Nearly 30 percent of 128,000 criminal immigrants removed from the U.S. last year committed crime involving illegal drugs, the Homeland Security Department announced Wednesday.
A total of 393,289 people were removed from the U.S. in 2009. Of those individuals, 128,345 were criminal aliens whose offense included the manufacture, distribution, sale and possession of illegal drugs, or 29 percent of all criminal aliens removed last year. Traffic offenses and immigration violations were the second- and third-most frequent type of violation, representing 15.9 and 15.4 percent of all removals, respectively.
The statistics, which were posted on the Department of Homeland Security's website, also revealed that of the 613,000 foreign nationals apprehended by federal authorities, 86 percent were natives of Mexico. The next leading countries were Guatemala, Honduras, El Salvador, China and Brazil.

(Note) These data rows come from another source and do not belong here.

//! Prompt templates for outline generation, question generation and vision OCR.
//!
//! Every prompt lives here so that unit tests can inspect them directly and a
//! wording change touches exactly one place. Templates embed the document
//! text verbatim; callers decide beforehand whether the text is truncated.

/// Outline prompt, split around the embedded document text.
const OUTLINE_PROMPT_HEAD: &str = r#"Create a hierarchical markdown mindmap from the following text.
Use proper markdown heading syntax (# for main topics, ## for subtopics, ### for details).
Focus on the main concepts and their relationships.
Include relevant details and connections between ideas.
Keep the structure clean and organized.

Format the output exactly like this example:
# Main Topic
## Subtopic 1
### Detail 1
- Key point 1
- Key point 2
### Detail 2
## Subtopic 2
### Detail 3
### Detail 4

Text to analyze: "#;

const OUTLINE_PROMPT_TAIL: &str = r#"

Respond only with the markdown mindmap, no additional text."#;

const QUESTIONS_PROMPT_HEAD: &str = r#"Based on the following text, generate a list of questions that test comprehension and understanding of the content.
Provide the questions in a numbered list format.

Text:
"#;

const QUESTIONS_PROMPT_TAIL: &str = r#"

Respond only with the list of questions."#;

/// System prompt used by [`crate::pipeline::ocr::VisionOcr`].
pub const VISION_OCR_PROMPT: &str = r#"You are an OCR engine. Transcribe all text visible in the page image exactly as written, in natural reading order.
Do not summarise, translate, correct or describe the page.
Do not wrap the output in code fences.
If the page contains no readable text, respond with an empty message."#;

/// Build the outline prompt with `text` embedded verbatim.
pub fn outline_prompt(text: &str) -> String {
    let mut prompt =
        String::with_capacity(OUTLINE_PROMPT_HEAD.len() + text.len() + OUTLINE_PROMPT_TAIL.len());
    prompt.push_str(OUTLINE_PROMPT_HEAD);
    prompt.push_str(text);
    prompt.push_str(OUTLINE_PROMPT_TAIL);
    prompt
}

/// Build the comprehension-question prompt with `text` embedded verbatim.
pub fn questions_prompt(text: &str) -> String {
    let mut prompt = String::with_capacity(
        QUESTIONS_PROMPT_HEAD.len() + text.len() + QUESTIONS_PROMPT_TAIL.len(),
    );
    prompt.push_str(QUESTIONS_PROMPT_HEAD);
    prompt.push_str(text);
    prompt.push_str(QUESTIONS_PROMPT_TAIL);
    prompt
}

#[cfg(test)]
mod tests {
    use super::*;

    #[test]
    fn outline_prompt_embeds_text_verbatim() {
        let text = "Braces {like} these and ${vars} stay as-is";
        let prompt = outline_prompt(text);
        assert!(prompt.contains(text));
        assert!(prompt.contains("# for main topics"));
        assert!(prompt.ends_with("no additional text."));
    }

    #[test]
    fn questions_prompt_asks_for_numbered_list() {
        let prompt = questions_prompt("Photosynthesis converts light.");
        assert!(prompt.contains("numbered list"));
        assert!(prompt.contains("Text:\nPhotosynthesis converts light."));
    }

    #[test]
    fn prompts_differ() {
        assert_ne!(outline_prompt("x"), questions_prompt("x"));
    }
}
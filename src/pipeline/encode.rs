//! Image encoding for OCR engines.
//!
//! Both engines consume PNG: tesseract reads it from a temp file, vision
//! models receive it base64-wrapped in an `ImageData`. PNG is lossless, so
//! glyph edges survive intact; JPEG artefacts around text hurt recognition.

use base64::{engine::general_purpose::STANDARD, Engine as _};
use edgequake_llm::ImageData;
use image::DynamicImage;
use std::io::Cursor;
use tracing::debug;

/// Encode a rasterised page as PNG bytes.
pub fn encode_png(img: &DynamicImage) -> Result<Vec<u8>, image::ImageError> {
    let mut buf = Vec::new();
    img.write_to(&mut Cursor::new(&mut buf), image::ImageFormat::Png)?;
    Ok(buf)
}

/// Encode a rasterised page as a base64 PNG ready for a vision model.
///
/// `detail: "high"` asks GPT-4-class models for the full tile budget; with
/// `"low"` small print is lost.
pub fn encode_page(img: &DynamicImage) -> Result<ImageData, image::ImageError> {
    let b64 = STANDARD.encode(encode_png(img)?);
    debug!("Encoded image → {} bytes base64", b64.len());

    Ok(ImageData::new(b64, "image/png").with_detail("high"))
}
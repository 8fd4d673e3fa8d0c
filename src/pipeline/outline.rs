//! Outline generation: document text → markdown heading hierarchy.
//!
//! Long inputs are cut to a character limit before prompting. The cut is
//! lossy on purpose: the tail of a long document is dropped rather than the
//! request failing or being chunked, and callers are told it happened.

use crate::error::MindmapError;
use crate::output::OutlineDocument;
use crate::pipeline::llm::InferenceClient;
use crate::progress::{ProgressCallback, Stage};
use crate::prompts;
use std::borrow::Cow;
use tracing::{info, warn};

/// Appended to text cut at a character limit.
pub const TRUNCATION_MARKER: &str = "...";

/// Text prepared for a prompt, possibly cut to a limit.
#[derive(Debug, Clone, PartialEq, Eq)]
pub struct PreparedText<'a> {
    pub text: Cow<'a, str>,
    pub truncated: bool,
    /// Characters in the original, uncut text.
    pub original_chars: usize,
}

/// Cut `text` to `limit` characters plus [`TRUNCATION_MARKER`] when it is
/// longer than `limit`. `None` means no limit.
///
/// Lengths count Unicode scalar values, so a cut never splits a character.
pub fn truncate_chars(text: &str, limit: Option<usize>) -> PreparedText<'_> {
    let original_chars = text.chars().count();
    match limit {
        Some(limit) if original_chars > limit => {
            let cut = text
                .char_indices()
                .nth(limit)
                .map_or(text.len(), |(idx, _)| idx);
            let mut out = String::with_capacity(cut + TRUNCATION_MARKER.len());
            out.push_str(&text[..cut]);
            out.push_str(TRUNCATION_MARKER);
            PreparedText {
                text: Cow::Owned(out),
                truncated: true,
                original_chars,
            }
        }
        _ => PreparedText {
            text: Cow::Borrowed(text),
            truncated: false,
            original_chars,
        },
    }
}

/// Apply `limit` for `stage`, logging and reporting a cut if one happens.
pub(crate) fn prepare<'a>(
    text: &'a str,
    limit: Option<usize>,
    stage: Stage,
    progress: Option<&ProgressCallback>,
) -> PreparedText<'a> {
    let prepared = truncate_chars(text, limit);
    if prepared.truncated {
        let limit = limit.unwrap_or_default();
        warn!(
            "Text was truncated to {} characters due to length limitations ({} characters in document).",
            limit, prepared.original_chars
        );
        if let Some(cb) = progress {
            cb.on_truncated(stage, prepared.original_chars, limit);
        }
    }
    prepared
}

/// Ask the model for a markdown outline of `text`.
///
/// The trimmed reply is returned unchanged; a blank reply or a failed call
/// is [`MindmapError::GenerationFailed`].
pub async fn generate_outline(
    client: &dyn InferenceClient,
    text: &str,
    limit: Option<usize>,
    progress: Option<&ProgressCallback>,
) -> Result<OutlineDocument, MindmapError> {
    if let Some(cb) = progress {
        cb.on_stage_start(Stage::Outline);
    }

    let prepared = prepare(text, limit, Stage::Outline, progress);
    let input_chars = prepared.text.chars().count();
    info!("Generating outline with {} ({} chars)", client.model(), input_chars);

    let reply = client
        .generate(&prompts::outline_prompt(&prepared.text))
        .await
        .map_err(|e| MindmapError::GenerationFailed {
            stage: Stage::Outline,
            reason: e.to_string(),
        })?;

    let markdown = reply.trim();
    if markdown.is_empty() {
        return Err(MindmapError::GenerationFailed {
            stage: Stage::Outline,
            reason: "Received empty response from the model".into(),
        });
    }

    if let Some(cb) = progress {
        cb.on_stage_complete(Stage::Outline, markdown.chars().count());
    }

    Ok(OutlineDocument {
        markdown: markdown.to_string(),
        truncated: prepared.truncated,
        input_chars,
    })
}

#[cfg(test)]
mod tests {
    use super::*;
    use crate::error::InferenceError;
    use async_trait::async_trait;
    use std::sync::Mutex;

    struct Canned {
        reply: Result<String, InferenceError>,
        prompts: Mutex<Vec<String>>,
    }

    impl Canned {
        fn ok(reply: &str) -> Self {
            Self {
                reply: Ok(reply.to_string()),
                prompts: Mutex::new(Vec::new()),
            }
        }
    }

    #[async_trait]
    impl InferenceClient for Canned {
        fn model(&self) -> &str {
            "canned"
        }
        async fn generate(&self, prompt: &str) -> Result<String, InferenceError> {
            self.prompts.lock().unwrap().push(prompt.to_string());
            self.reply.clone()
        }
    }

    #[test]
    fn short_text_is_borrowed_unchanged() {
        let p = truncate_chars("hello", Some(10));
        assert!(!p.truncated);
        assert!(matches!(p.text, Cow::Borrowed("hello")));
    }

    #[test]
    fn text_at_limit_is_not_truncated() {
        let text = "a".repeat(30_000);
        let p = truncate_chars(&text, Some(30_000));
        assert!(!p.truncated);
        assert_eq!(p.text.len(), 30_000);
    }

    #[test]
    fn long_text_is_cut_to_limit_plus_marker() {
        let text = "b".repeat(30_001);
        let p = truncate_chars(&text, Some(30_000));
        assert!(p.truncated);
        assert_eq!(p.original_chars, 30_001);
        assert_eq!(p.text.chars().count(), 30_000 + TRUNCATION_MARKER.len());
        assert!(p.text.ends_with("b..."));
    }

    #[test]
    fn cut_respects_multibyte_characters() {
        let text = "é".repeat(10);
        let p = truncate_chars(&text, Some(4));
        assert_eq!(p.text, "éééé...");
    }

    #[test]
    fn no_limit_never_truncates() {
        let text = "c".repeat(100_000);
        assert!(!truncate_chars(&text, None).truncated);
    }

    #[tokio::test]
    async fn reply_is_trimmed_not_validated() {
        let client = Canned::ok("\n\n  ### not top level\nfree text  \n");
        let outline = generate_outline(&client, "doc", Some(30_000), None).await.unwrap();
        assert_eq!(outline.markdown, "### not top level\nfree text");
        assert!(!outline.truncated);
        assert_eq!(outline.input_chars, 3);
    }

    #[tokio::test]
    async fn blank_reply_fails() {
        let client = Canned::ok(" \n\t ");
        let err = generate_outline(&client, "doc", None, None).await.unwrap_err();
        assert!(matches!(
            err,
            MindmapError::GenerationFailed {
                stage: Stage::Outline,
                ..
            }
        ));
    }

    #[tokio::test]
    async fn call_error_fails_generation() {
        let client = Canned {
            reply: Err(InferenceError::Api {
                status: 500,
                body: "boom".into(),
            }),
            prompts: Mutex::new(Vec::new()),
        };
        let err = generate_outline(&client, "doc", None, None).await.unwrap_err();
        assert!(err.to_string().contains("boom"));
    }

    #[tokio::test]
    async fn truncated_text_is_what_the_model_sees() {
        let client = Canned::ok("# T");
        let text = format!("{}{}", "x".repeat(30_000), "TAIL");
        let outline = generate_outline(&client, &text, Some(30_000), None).await.unwrap();
        assert!(outline.truncated);
        assert_eq!(outline.input_chars, 30_003);

        let prompt = client.prompts.lock().unwrap()[0].clone();
        assert!(prompt.contains(&format!("{}...", "x".repeat(30_000))));
        assert!(!prompt.contains("TAIL"));
    }
}
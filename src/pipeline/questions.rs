//! Comprehension-question generation.
//!
//! The reply is trimmed and split into lines; every line becomes one entry.
//! Blank lines and list numbering are kept as the model wrote them.

use crate::error::MindmapError;
use crate::output::QuestionList;
use crate::pipeline::llm::InferenceClient;
use crate::pipeline::outline::prepare;
use crate::progress::{ProgressCallback, Stage};
use crate::prompts;
use tracing::info;

/// Split a model reply into question entries, one per line.
pub fn split_questions(reply: &str) -> QuestionList {
    QuestionList(reply.trim().lines().map(str::to_string).collect())
}

/// Ask the model for comprehension questions about `text`.
///
/// `limit` is the question character limit; `None` sends the whole text.
pub async fn generate_questions(
    client: &dyn InferenceClient,
    text: &str,
    limit: Option<usize>,
    progress: Option<&ProgressCallback>,
) -> Result<QuestionList, MindmapError> {
    if let Some(cb) = progress {
        cb.on_stage_start(Stage::Questions);
    }

    let prepared = prepare(text, limit, Stage::Questions, progress);
    info!(
        "Generating questions with {} ({} chars)",
        client.model(),
        prepared.text.chars().count()
    );

    let reply = client
        .generate(&prompts::questions_prompt(&prepared.text))
        .await
        .map_err(|e| MindmapError::GenerationFailed {
            stage: Stage::Questions,
            reason: e.to_string(),
        })?;

    if reply.trim().is_empty() {
        return Err(MindmapError::GenerationFailed {
            stage: Stage::Questions,
            reason: "Received empty response from the model".into(),
        });
    }

    let questions = split_questions(&reply);
    if let Some(cb) = progress {
        cb.on_stage_complete(Stage::Questions, questions.len());
    }
    Ok(questions)
}
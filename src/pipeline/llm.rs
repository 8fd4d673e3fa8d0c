//! Inference: send one prompt, get one text reply.
//!
//! Both generators need exactly one operation from the model service, so the
//! seam is the single-method [`InferenceClient`] trait. Implementations:
//!
//! * [`GeminiClient`] — Google's `generateContent` REST endpoint, called with
//!   an explicit API key. The default.
//! * [`ProviderClient`] — any `edgequake-llm` provider (OpenAI, Anthropic,
//!   Ollama, …) created by `ProviderFactory`.
//!
//! There is no retry: a failed call fails the stage that made it.

use crate::config::{PipelineConfig, API_KEY_ENV};
use crate::error::{InferenceError, MindmapError};
use async_trait::async_trait;
use edgequake_llm::{ChatMessage, CompletionOptions, LLMProvider, ProviderFactory};
use serde::{Deserialize, Serialize};
use std::sync::Arc;
use std::time::Duration;
use tracing::debug;

/// Default base URL of the Gemini API.
pub const GEMINI_BASE_URL: &str = "https://generativelanguage.googleapis.com";

/// Generates text from a prompt using a fixed model.
#[async_trait]
pub trait InferenceClient: Send + Sync {
    /// Model identifier, for logs.
    fn model(&self) -> &str;

    /// Submit `prompt` and return the raw reply text. An empty string is a
    /// valid transport-level result; generators decide whether it is usable.
    async fn generate(&self, prompt: &str) -> Result<String, InferenceError>;
}

/// Build the inference client the config asks for.
///
/// Resolution order:
/// 1. `config.inference` — a pre-built client, used as-is.
/// 2. `config.provider_name` other than `"gemini"` — an `edgequake-llm`
///    provider; its own credential variable is read by the factory.
/// 3. Gemini with `config.api_key`. A missing or blank key is
///    [`MindmapError::ConfigurationMissing`].
pub fn resolve_client(config: &PipelineConfig) -> Result<Arc<dyn InferenceClient>, MindmapError> {
    if let Some(ref client) = config.inference {
        return Ok(Arc::clone(client));
    }

    if let Some(ref name) = config.provider_name {
        if !name.eq_ignore_ascii_case("gemini") {
            let model = config.model.as_deref().unwrap_or("gpt-4.1-nano");
            let provider = ProviderFactory::create_llm_provider(name, model).map_err(|e| {
                MindmapError::ConfigurationMissing {
                    what: format!("LLM provider '{name}'"),
                    hint: format!("{e}"),
                }
            })?;
            return Ok(Arc::new(ProviderClient::new(provider, model, config)));
        }
    }

    let key = config
        .api_key
        .as_deref()
        .map(str::trim)
        .filter(|k| !k.is_empty())
        .ok_or_else(|| MindmapError::ConfigurationMissing {
            what: API_KEY_ENV.to_string(),
            hint: format!(
                "API key is missing. Set it with: export {API_KEY_ENV}=... \
                 (or pass --api-key, or choose another --provider)."
            ),
        })?;

    let client = GeminiClient::new(key, config.gemini_model())
        .with_generation(config.temperature, config.max_tokens)
        .with_timeout(Duration::from_secs(config.api_timeout_secs))
        .map_err(|e| MindmapError::Internal(format!("HTTP client: {e}")))?;
    Ok(Arc::new(client))
}

// ── Gemini ───────────────────────────────────────────────────────────────

/// Client for the Gemini `generateContent` endpoint.
#[derive(Clone)]
pub struct GeminiClient {
    http: reqwest::Client,
    api_key: String,
    model: String,
    base_url: String,
    generation: Option<GenerationConfig>,
}

impl std::fmt::Debug for GeminiClient {
    fn fmt(&self, f: &mut std::fmt::Formatter<'_>) -> std::fmt::Result {
        f.debug_struct("GeminiClient")
            .field("model", &self.model)
            .field("base_url", &self.base_url)
            .field("api_key", &"[redacted]")
            .finish()
    }
}

impl GeminiClient {
    pub fn new(api_key: impl Into<String>, model: impl Into<String>) -> Self {
        Self {
            http: reqwest::Client::new(),
            api_key: api_key.into(),
            model: model.into(),
            base_url: GEMINI_BASE_URL.to_string(),
            generation: None,
        }
    }

    /// Point the client at another server (proxies, test doubles).
    pub fn with_base_url(mut self, url: impl Into<String>) -> Self {
        self.base_url = url.into().trim_end_matches('/').to_string();
        self
    }

    pub fn with_generation(mut self, temperature: f32, max_output_tokens: usize) -> Self {
        self.generation = Some(GenerationConfig {
            temperature: Some(temperature),
            max_output_tokens: Some(max_output_tokens),
        });
        self
    }

    pub fn with_timeout(mut self, timeout: Duration) -> Result<Self, reqwest::Error> {
        self.http = reqwest::Client::builder().timeout(timeout).build()?;
        Ok(self)
    }

    /// Full endpoint URL for the configured model.
    pub fn endpoint(&self) -> String {
        format!(
            "{}/v1beta/models/{}:generateContent",
            self.base_url, self.model
        )
    }

    fn request_body(&self, prompt: &str) -> GenerateContentRequest {
        GenerateContentRequest {
            contents: vec![Content {
                role: Some("user".to_string()),
                parts: vec![Part {
                    text: Some(prompt.to_string()),
                }],
            }],
            generation_config: self.generation.clone(),
        }
    }
}

#[async_trait]
impl InferenceClient for GeminiClient {
    fn model(&self) -> &str {
        &self.model
    }

    async fn generate(&self, prompt: &str) -> Result<String, InferenceError> {
        debug!("Gemini request: model={}, {} prompt chars", self.model, prompt.len());

        let response = self
            .http
            .post(self.endpoint())
            .header("x-goog-api-key", &self.api_key)
            .json(&self.request_body(prompt))
            .send()
            .await
            .map_err(|e| InferenceError::Http(e.to_string()))?;

        let status = response.status();
        let body = response
            .text()
            .await
            .map_err(|e| InferenceError::Http(e.to_string()))?;

        if !status.is_success() {
            return Err(InferenceError::Api {
                status: status.as_u16(),
                body,
            });
        }

        let parsed: GenerateContentResponse =
            serde_json::from_str(&body).map_err(|e| InferenceError::Decode(e.to_string()))?;
        parsed.into_text()
    }
}

// Wire types for generateContent. Only the fields we read or send.

#[derive(Debug, Clone, Serialize)]
#[serde(rename_all = "camelCase")]
struct GenerateContentRequest {
    contents: Vec<Content>,
    #[serde(skip_serializing_if = "Option::is_none")]
    generation_config: Option<GenerationConfig>,
}

#[derive(Debug, Clone, Serialize)]
#[serde(rename_all = "camelCase")]
struct GenerationConfig {
    #[serde(skip_serializing_if = "Option::is_none")]
    temperature: Option<f32>,
    #[serde(skip_serializing_if = "Option::is_none")]
    max_output_tokens: Option<usize>,
}

#[derive(Debug, Clone, Default, Serialize, Deserialize)]
struct Content {
    #[serde(default, skip_serializing_if = "Option::is_none")]
    role: Option<String>,
    #[serde(default)]
    parts: Vec<Part>,
}

#[derive(Debug, Clone, Default, Serialize, Deserialize)]
struct Part {
    #[serde(default, skip_serializing_if = "Option::is_none")]
    text: Option<String>,
}

#[derive(Debug, Default, Deserialize)]
#[serde(rename_all = "camelCase")]
struct GenerateContentResponse {
    #[serde(default)]
    candidates: Vec<Candidate>,
    #[serde(default)]
    prompt_feedback: Option<PromptFeedback>,
}

#[derive(Debug, Default, Deserialize)]
struct Candidate {
    #[serde(default)]
    content: Option<Content>,
}

#[derive(Debug, Default, Deserialize)]
#[serde(rename_all = "camelCase")]
struct PromptFeedback {
    #[serde(default)]
    block_reason: Option<String>,
}

impl GenerateContentResponse {
    /// Concatenate the text parts of the first candidate. A response with
    /// no text yields `""`; a blocked prompt is an error.
    fn into_text(self) -> Result<String, InferenceError> {
        if self.candidates.is_empty() {
            if let Some(reason) = self.prompt_feedback.and_then(|f| f.block_reason) {
                return Err(InferenceError::Blocked { reason });
            }
        }

        Ok(self
            .candidates
            .into_iter()
            .next()
            .and_then(|c| c.content)
            .map(|c| {
                c.parts
                    .into_iter()
                    .filter_map(|p| p.text)
                    .collect::<String>()
            })
            .unwrap_or_default())
    }
}

// ── edgequake-llm providers ──────────────────────────────────────────────

/// [`InferenceClient`] over any `edgequake-llm` provider.
pub struct ProviderClient {
    provider: Arc<dyn LLMProvider>,
    model: String,
    options: CompletionOptions,
    timeout_secs: u64,
}

impl ProviderClient {
    pub fn new(provider: Arc<dyn LLMProvider>, model: impl Into<String>, config: &PipelineConfig) -> Self {
        Self {
            provider,
            model: model.into(),
            options: CompletionOptions {
                temperature: Some(config.temperature),
                max_tokens: Some(config.max_tokens),
                ..Default::default()
            },
            timeout_secs: config.api_timeout_secs,
        }
    }
}

#[async_trait]
impl InferenceClient for ProviderClient {
    fn model(&self) -> &str {
        &self.model
    }

    async fn generate(&self, prompt: &str) -> Result<String, InferenceError> {
        let messages = vec![ChatMessage::user(prompt)];
        let call = self.provider.chat(&messages, Some(&self.options));

        let response = tokio::time::timeout(Duration::from_secs(self.timeout_secs), call)
            .await
            .map_err(|_| InferenceError::Timeout {
                secs: self.timeout_secs,
            })?
            .map_err(|e| InferenceError::Provider(e.to_string()))?;

        debug!(
            "{}: {} input tokens, {} output tokens",
            self.model, response.prompt_tokens, response.completion_tokens
        );
        Ok(response.content)
    }
}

The report also found that a record high number of foreign nationals were removed -- 393,000 -- for a seventh consecutive year. The leading countries of origin of those removed were Mexico (72 percent), Guatemala (7 percent), and Honduras (7 percent).
Immigration and Customs Enforcement officials also detained approximately 383,000 foreign nationals in 2009, while 580,000 foreign nationals were returned to their home countries without a removal order, according to the report. Eighty-five percent of those returns involved Mexican or Canadian aliens.